Начинаю говорить, но – видя, как важное лицо, почитывая, листает страницы, – нервничаю, сбиваюсь. «Да-да, рассказывайте, я слушаю» (а физиономия между тем всё время у начальства отсутствующая и оборвало оно меня посреди фразы). Настроение моё круто идёт вниз. Подойти, шарахнуть кулаком по столу, чтоб очки на лоб полезли? Напрасный труд… А начальство, видно, решило совсем уж меня доконать: похоже, оно – как в каком-нибудь боевике о грабителях банка – ногой нажимает где-то кнопку, потому что не просто входит, но внезапно, распахнув дверь, врывается секретарша. И по тому, как она здесь появляется, как разговаривает с начальством, как оно охотно и нарочито долго говорит с ней и как сама она не устаёт на меня поглядывать, – я догадываюсь, что я здесь совершенно лишний предмет и что кнопка, скорее всего, существует не только в моём воображении. В ужасе соображаю, что меня в сём важном учреждении просто держат за чужого, забравшегося не в свой огород, и разговаривают – как с обыкновенным графоманом. В последней шаткой надежде, дождавшись, когда начальство, как гоголевский Вий, подняло веки, – глянул я в его пустые, оловянные глаза и понял – это всё, я кончился. Унижение было феноменально тонким, но острым, как отточенный нож (и надо отдать должное исполнителям: оскорбительная театральная сценка была сыграна блестяще).

Вот тут я окончательно и бесповоротно понял, что это – конец, что больше никогда, никому и ничего предлагать не стану.

Теперь, по прошествии многих лет, мне предельно ясно, что тогда в этих делах я просто ничего не понимал.

В тех хождениях по редакциям, отстаивая своё право на творчество, я стремился – как всякий автор – быть услышанным на страницах печати.
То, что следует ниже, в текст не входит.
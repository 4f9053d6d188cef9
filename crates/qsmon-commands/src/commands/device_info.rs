//! Device identity commands.

use std::sync::Arc;

use serde_json::{json, Map, Value};

use crate::command::{Command, CommandBase, CommandError, CommandKind};
use crate::executor::DeviceAdapter;
use crate::impl_command_meta;
use crate::result::CommandResult;
use crate::retry::RetryConfig;
use crate::wamp::{handle_wamp_response, pos_args, wamp_shell_command, WampCommand, WampCommandType};

pub const GET_DEVICE_INFO_COMPONENT: &str = "com.harman.system.getDevInfoDynamic";
pub const SAVE_DEVICE_NAME_COMPONENT: &str = "com.harman.ucd.SaveDevName";
pub const UPDATE_DEVICE_NAME_COMPONENT: &str = "com.harman.ucd.UpdateDeviceName";

fn check_device_name(name: &str) -> Result<String, CommandError> {
    let name = name.trim();
    if name.is_empty() {
        return Err(CommandError::InvalidParameter(
            "Device name is required".to_string(),
        ));
    }
    Ok(name.to_string())
}

/// Reads the dynamic device information map.
pub struct GetDeviceInfoCommand {
    base: CommandBase,
}

impl GetDeviceInfoCommand {
    pub fn new(adapter: Arc<dyn DeviceAdapter>) -> Self {
        Self {
            base: CommandBase::new(adapter),
        }
    }

    pub fn with_retry(mut self, retry: RetryConfig) -> Self {
        self.base = self.base.with_retry(retry);
        self
    }
}

impl_command_meta!(GetDeviceInfoCommand, CommandKind::GetDeviceInfo);

impl Command for GetDeviceInfoCommand {
    type Output = Map<String, Value>;

    fn base(&self) -> &CommandBase {
        &self.base
    }

    fn shell_command(&self) -> String {
        wamp_shell_command(self)
    }

    fn handle_response(&self, lines: &[String]) -> CommandResult<Self::Output> {
        handle_wamp_response(self, lines)
    }
}

impl WampCommand for GetDeviceInfoCommand {
    fn command_type(&self) -> WampCommandType {
        WampCommandType::Call
    }

    fn component(&self) -> &'static str {
        GET_DEVICE_INFO_COMPONENT
    }

    fn command_args(&self) -> Value {
        json!({ "pos_args": [] })
    }

    fn process_parsed_data(&self, data: Value) -> CommandResult<Self::Output> {
        match data {
            Value::Object(mut obj) => match obj.remove("nam_args") {
                Some(Value::Object(info)) => CommandResult::success(info),
                _ => CommandResult::failure("nam_args not found or not a dict in response"),
            },
            _ => CommandResult::failure("nam_args not found or not a dict in response"),
        }
    }
}

/// Persists a new device name. Succeeds when the device answers "Success".
pub struct SaveDeviceNameCommand {
    base: CommandBase,
    device_name: String,
}

impl SaveDeviceNameCommand {
    pub fn new(adapter: Arc<dyn DeviceAdapter>, device_name: &str) -> Result<Self, CommandError> {
        Ok(Self {
            base: CommandBase::new(adapter),
            device_name: check_device_name(device_name)?,
        })
    }

    pub fn with_retry(mut self, retry: RetryConfig) -> Self {
        self.base = self.base.with_retry(retry);
        self
    }

    pub fn device_name(&self) -> &str {
        &self.device_name
    }
}

impl_command_meta!(SaveDeviceNameCommand, CommandKind::SaveDeviceName);

impl Command for SaveDeviceNameCommand {
    type Output = bool;

    fn base(&self) -> &CommandBase {
        &self.base
    }

    fn shell_command(&self) -> String {
        wamp_shell_command(self)
    }

    fn handle_response(&self, lines: &[String]) -> CommandResult<bool> {
        handle_wamp_response(self, lines)
    }
}

impl WampCommand for SaveDeviceNameCommand {
    fn command_type(&self) -> WampCommandType {
        WampCommandType::Call
    }

    fn component(&self) -> &'static str {
        SAVE_DEVICE_NAME_COMPONENT
    }

    fn command_args(&self) -> Value {
        json!({ "pos_args": [self.device_name] })
    }

    fn process_parsed_data(&self, data: Value) -> CommandResult<bool> {
        let args = match pos_args(&data) {
            Ok(args) => args,
            Err(e) => return CommandResult::failure(e),
        };
        match args.first() {
            None => CommandResult::failure("pos_args is empty in response"),
            Some(Value::String(s)) if s == "Success" => {
                tracing::info!(name = %self.device_name, "Device name saved");
                CommandResult::success(true)
            }
            Some(other) => {
                CommandResult::failure(format!("Failed to save device name. Response: {}", other))
            }
        }
    }
}

/// Broadcasts a device-name change notification.
pub struct UpdateDeviceNameCommand {
    base: CommandBase,
    device_name: String,
}

impl UpdateDeviceNameCommand {
    pub fn new(adapter: Arc<dyn DeviceAdapter>, device_name: &str) -> Result<Self, CommandError> {
        Ok(Self {
            base: CommandBase::new(adapter),
            device_name: check_device_name(device_name)?,
        })
    }

    pub fn with_retry(mut self, retry: RetryConfig) -> Self {
        self.base = self.base.with_retry(retry);
        self
    }
}

impl_command_meta!(UpdateDeviceNameCommand, CommandKind::UpdateDeviceName);

impl Command for UpdateDeviceNameCommand {
    type Output = bool;

    fn base(&self) -> &CommandBase {
        &self.base
    }

    fn shell_command(&self) -> String {
        wamp_shell_command(self)
    }

    fn handle_response(&self, lines: &[String]) -> CommandResult<bool> {
        handle_wamp_response(self, lines)
    }
}

impl WampCommand for UpdateDeviceNameCommand {
    fn command_type(&self) -> WampCommandType {
        WampCommandType::Publish
    }

    fn component(&self) -> &'static str {
        UPDATE_DEVICE_NAME_COMPONENT
    }

    fn command_args(&self) -> Value {
        json!({ "pos_args": [self.device_name] })
    }

    fn process_parsed_data(&self, _data: Value) -> CommandResult<bool> {
        tracing::info!(name = %self.device_name, "Device name update published");
        CommandResult::success(true)
    }
}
Но те, которые в тогдашней ситуации, противились этому моему желанию, – были, выходит, по-своему правы!

Все члены СП – этого сообщества профессиональных писателей – жили писательским трудом: гонорары – это и была их зарплата. А всякий пришлый – человек со стороны вроде меня, имеющий профессию и оплачиваемую работу – получалось, своей публикацией занимал чьё-то место и отодвигал – как говорится, стоявшего в очереди – какого-нибудь члена СП, лишая его законного права.

Разумеется, это был тормоз, мешающий появлению с улицы новых талантов. Ну, а мне надо быть благодарным судьбе за то, что как-никак тогда удавалось всё же публиковаться вопреки устоявшимся правилам, которые, один за другим, сломали мои славные друзья Пётр Губер и Владимир Коркин.